Cette doctrine fut affirmée dans la cause Labatt
(John) Ltd. c. Carling Breweries Ltd. (1974), 18
C.P.R. (2d) 15 (C.F. i re inst.), où le juge Catta-
nach disait à la page 22:
En présentant cette preuve, l'intimée avait manifestement
pour but de démontrer que puisque le registraire avait, dans le
passé comme à cette occasion, jugé bon d'enregistrer la marque
de commerce No. 1, il avait dû considérer que la marque n'était
pas descriptive et, bien que n'étant pas concluante, la décision
du registraire doit grandement influencer la Cour qui doit
examiner sa décision.
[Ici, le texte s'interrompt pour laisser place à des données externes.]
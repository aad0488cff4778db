use std::{path::PathBuf, process::ExitCode};

use clap::Parser;
use tracing::{debug, error, info};
use tracing_subscriber::EnvFilter;

use crate::{commands::Command, ctx_data::CtxData, settings::Settings};

mod commands;
mod ctx_data;
mod db;
mod deoida;
mod dictionary;
mod models;
mod schema;
mod settings;

pub type Result<T> = anyhow::Result<T>;

/// Wendet super komplexes De-Oidering an.
#[derive(Debug, Parser)]
#[command(name = "deoida", version)]
struct Cli {
    #[command(subcommand)]
    command: Command,

    /// Additional configuration file
    #[arg(long, short = 'c', global = true)]
    config: Option<PathBuf>,

    /// Database url, overrides the configured one
    #[arg(long, global = true)]
    database: Option<String>,
}

fn init_tracing(default_level: &str) {
    let filter =
        EnvFilter::try_from_default_env().unwrap_or_else(|_| EnvFilter::new(default_level));

    tracing_subscriber::fmt()
        .with_env_filter(filter)
        .with_writer(std::io::stderr)
        .init();
}

async fn run(cli: Cli, mut settings: Settings) -> Result<String> {
    if let Some(url) = cli.database {
        settings.database.url = url;
    }

    debug!("Using database {}", settings.database.url);
    let db = db::connect(&settings.database)?;
    let ctx = CtxData::new(db);

    info!("Running command `{}`", cli.command.name());
    cli.command.run(&ctx).await
}

#[tokio::main]
async fn main() -> ExitCode {
    let cli = Cli::parse();

    let settings = match Settings::new(cli.config.as_deref()) {
        Ok(settings) => settings,
        Err(e) => {
            eprintln!("Failed to load configuration: {e}");
            return ExitCode::FAILURE;
        }
    };

    init_tracing(&settings.log_level);

    match run(cli, settings).await {
        Ok(response) => {
            println!("{response}");
            ExitCode::SUCCESS
        }
        Err(e) => {
            error!("{e:#}");
            ExitCode::FAILURE
        }
    }
}
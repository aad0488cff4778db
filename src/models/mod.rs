mod austrian_translation;

pub use austrian_translation::*;
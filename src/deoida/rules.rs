use std::borrow::Cow;

use lazy_static::lazy_static;
use regex::Regex;

/// Fixed single-token substitution, applied after the dictionary ones.
#[derive(Debug)]
pub struct TranslationRule {
    pattern: Regex,
    replacement: String,
}

impl TranslationRule {
    fn new(token: &str, replacement: &str) -> Self {
        Self {
            pattern: Regex::new(&format!(r"(^|\s){}(\s|$)", regex::escape(token))).unwrap(),
            replacement: format!("${{1}}{replacement}${{2}}"),
        }
    }

    pub fn apply(&self, text: &str) -> String {
        let mut current = text.to_string();
        // A match consumes the whitespace after the token, so a directly
        // following occurrence is only found on the next pass.
        loop {
            match self.pattern.replace_all(&current, self.replacement.as_str()) {
                Cow::Borrowed(_) => return current,
                Cow::Owned(next) => current = next,
            }
        }
    }
}

lazy_static! {
    pub static ref RULES: Vec<TranslationRule> = vec![
        TranslationRule::new("a", "ein"),
        TranslationRule::new("i", "ich"),
        TranslationRule::new("I", "Ich"),
    ];
}

pub fn apply_rules(text: &str) -> String {
    RULES
        .iter()
        .fold(text.to_string(), |current, rule| rule.apply(&current))
}
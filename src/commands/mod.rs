use clap::Subcommand;

use crate::{ctx_data::CtxData, Result};

pub mod deoida;
pub mod oida;

#[derive(Debug, Subcommand)]
pub enum Command {
    /// Translate Austrian text to German
    Translate {
        /// Text to translate; read from stdin when omitted
        text: Vec<String>,
    },
    /// Add or update a translation
    Add {
        /// Austrian phrase, may contain spaces
        austrian: String,
        /// German translation, may contain spaces
        german: String,
        /// Optional description
        #[arg(long, short)]
        description: Option<String>,
        /// Who added the translation
        #[arg(long, default_value = "cli")]
        added_by: String,
    },
    /// Show the stored translation of a phrase
    Lookup {
        /// Austrian phrase
        #[arg(required = true)]
        phrase: Vec<String>,
    },
}

impl Command {
    pub fn name(&self) -> &'static str {
        match self {
            Self::Translate { .. } => "translate",
            Self::Add { .. } => "add",
            Self::Lookup { .. } => "lookup",
        }
    }

    pub async fn run(self, ctx: &CtxData) -> Result<String> {
        match self {
            Self::Translate { text } => {
                let text = deoida::text_to_translate(&text).await?;
                deoida::deoida(&ctx.dictionary, &text).await
            }
            Self::Add {
                austrian,
                german,
                description,
                added_by,
            } => {
                oida::oida(
                    &ctx.dictionary,
                    &added_by,
                    &austrian,
                    &german,
                    description.as_deref(),
                )
                .await
            }
            Self::Lookup { phrase } => oida::lookup(&ctx.dictionary, &phrase.join(" ")).await,
        }
    }
}
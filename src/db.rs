use anyhow::{anyhow, Context as _};
use diesel::{
    r2d2::{ConnectionManager, Pool},
    sqlite::SqliteConnection,
};
use diesel_migrations::{embed_migrations, EmbeddedMigrations, MigrationHarness};
use tracing::info;

use crate::{settings::Database, Result};

pub type Conn = Pool<ConnectionManager<SqliteConnection>>;

pub const MIGRATIONS: EmbeddedMigrations = embed_migrations!("migrations");

pub fn connect(settings: &Database) -> Result<Conn> {
    let manager = ConnectionManager::<SqliteConnection>::new(&settings.url);
    let pool = Pool::builder()
        .max_size(settings.max_connections)
        .build(manager)
        .with_context(|| format!("Couldn't connect to database {}", settings.url))?;

    run_migrations(&pool)?;

    Ok(pool)
}

pub fn run_migrations(db: &Conn) -> Result<()> {
    let mut conn = db.get().context("Couldn't get a database connection")?;
    let applied = conn
        .run_pending_migrations(MIGRATIONS)
        .map_err(|e| anyhow!("Couldn't run database migrations: {e}"))?;

    for migration in applied {
        info!("Applied migration {migration}");
    }

    Ok(())
}

#[cfg(test)]
pub fn in_memory() -> Conn {
    // A single connection keeps every checkout on the same in-memory database.
    let pool = Pool::builder()
        .max_size(1)
        .build(ConnectionManager::<SqliteConnection>::new(":memory:"))
        .unwrap();
    run_migrations(&pool).unwrap();
    pool
}
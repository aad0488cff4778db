//! Austrian to German translation ("de-oidering").
//!
//! Every line is split into tokens, and every run of adjacent tokens is looked
//! up in a [`PhraseDictionary`], longest runs first. For
//! `"oida der fesche bursch han recht"` with the entries
//! `"der fesche bursch" -> "holzi"` and `"bursch" -> "junge"` this yields
//! `"oida holzi han recht"`, not `"oida der fesche junge han recht"`.
//!
//! All hits are collected before anything is replaced, and spans already
//! covered by a longer hit are not skipped. A shorter entry that overlaps a
//! longer one is still applied to whatever text the longer replacement left
//! behind.

use futures::future::try_join_all;
use itertools::Itertools;
use regex::{NoExpand, RegexBuilder};
use tracing::debug;

use crate::{
    dictionary::{PhraseDictionary, PhraseMapping},
    Result,
};

mod rules;

use self::rules::apply_rules;

/// Lowercased whitespace-separated tokens of a single line.
pub fn tokenize(line: &str) -> Vec<String> {
    line.split_whitespace().map(str::to_lowercase).collect()
}

/// Every run of adjacent tokens joined by a single space, longest runs first
/// and left to right within the same length.
///
/// For `n` tokens this yields `n * (n + 1) / 2` phrases.
pub fn enumerate_adjacent_tokens(tokens: &[String]) -> impl Iterator<Item = String> + '_ {
    (1..=tokens.len())
        .rev()
        .flat_map(move |window| tokens.windows(window).map(|phrase| phrase.join(" ")))
}

fn replace_phrase(text: &str, mapping: &PhraseMapping) -> Result<String> {
    let pattern = mapping
        .source
        .split_whitespace()
        .map(regex::escape)
        .join(r"\s+");

    if pattern.is_empty() {
        return Ok(text.to_string());
    }

    let re = RegexBuilder::new(&pattern).case_insensitive(true).build()?;
    Ok(re
        .replace_all(text, NoExpand(mapping.target.as_str()))
        .into_owned())
}

/// Translates a single line.
///
/// Lookups run one after another so matches are always applied in the same
/// order.
pub async fn translate_line<D>(dictionary: &D, line: &str) -> Result<String>
where
    D: PhraseDictionary + ?Sized,
{
    let tokens = tokenize(line);
    let mut found = Vec::new();

    for candidate in enumerate_adjacent_tokens(&tokens) {
        if let Some(mapping) = dictionary.find_translation(&candidate).await? {
            debug!("\"{}\" -> \"{}\"", mapping.source, mapping.target);
            found.push(mapping);
        }
    }

    let mut result = line.to_string();
    for mapping in &found {
        result = replace_phrase(&result, mapping)?;
    }

    Ok(apply_rules(&result))
}

/// Translates every line of `text` independently; phrases never span lines.
pub async fn translate<D>(dictionary: &D, text: &str) -> Result<String>
where
    D: PhraseDictionary + ?Sized,
{
    let lines = text
        .split('\n')
        .map(|line| translate_line(dictionary, line.trim()));

    Ok(try_join_all(lines).await?.join("\n"))
}
use anyhow::ensure;

use crate::{
    dictionary::{normalize_phrase, SqliteDictionary},
    Result,
};

/// Add or update an Austrian -> German translation.
pub async fn oida(
    dictionary: &SqliteDictionary,
    added_by: &str,
    austrian: &str,
    german: &str,
    description: Option<&str>,
) -> Result<String> {
    let austrian = normalize_phrase(austrian);
    let german = normalize_phrase(german);
    let description = description
        .map(normalize_phrase)
        .filter(|d| !d.is_empty());

    ensure!(!austrian.is_empty(), "Austrian phrase must not be empty");
    ensure!(!german.is_empty(), "German translation must not be empty");

    dictionary
        .persist_or_update(added_by, &german, &austrian, description.as_deref())
        .await?;

    Ok(format!("Daunkschei, I hab \"{austrian}\" hinzugefügt 🇦🇹"))
}

/// Show what a phrase is stored as.
pub async fn lookup(dictionary: &SqliteDictionary, phrase: &str) -> Result<String> {
    let response = match dictionary.get(phrase).await? {
        Some(translation) => {
            let mut response = format!("{} -> {}", translation.austrian, translation.german);
            if let Some(description) = &translation.description {
                response.push_str(&format!(" ({description})"));
            }
            response.push_str(&format!(", added by {}", translation.added_by));
            response
        }
        None => format!("Kenn i ned: \"{}\"", normalize_phrase(phrase)),
    };

    Ok(response)
}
Ce témoignage implique en outre que
l'état du registre est un facteur dont il faut tenir compte pour
déterminer ce qui peut être enregistrable.
Le juge Cattanach concluait, à la page 23, que:
Si je comprends bien, ce principe tel qu'énoncé porte simple-
ment que, même si des erreurs ont pu se produire dans le passé,
ce [les enregistrements antérieurs] n'est pas un motif pour les
répéter.
Face à cette situation toute particulière, je me
crois obligé de respecter la doctrine et de rejeter
l'appel.
Le tout sans dépens.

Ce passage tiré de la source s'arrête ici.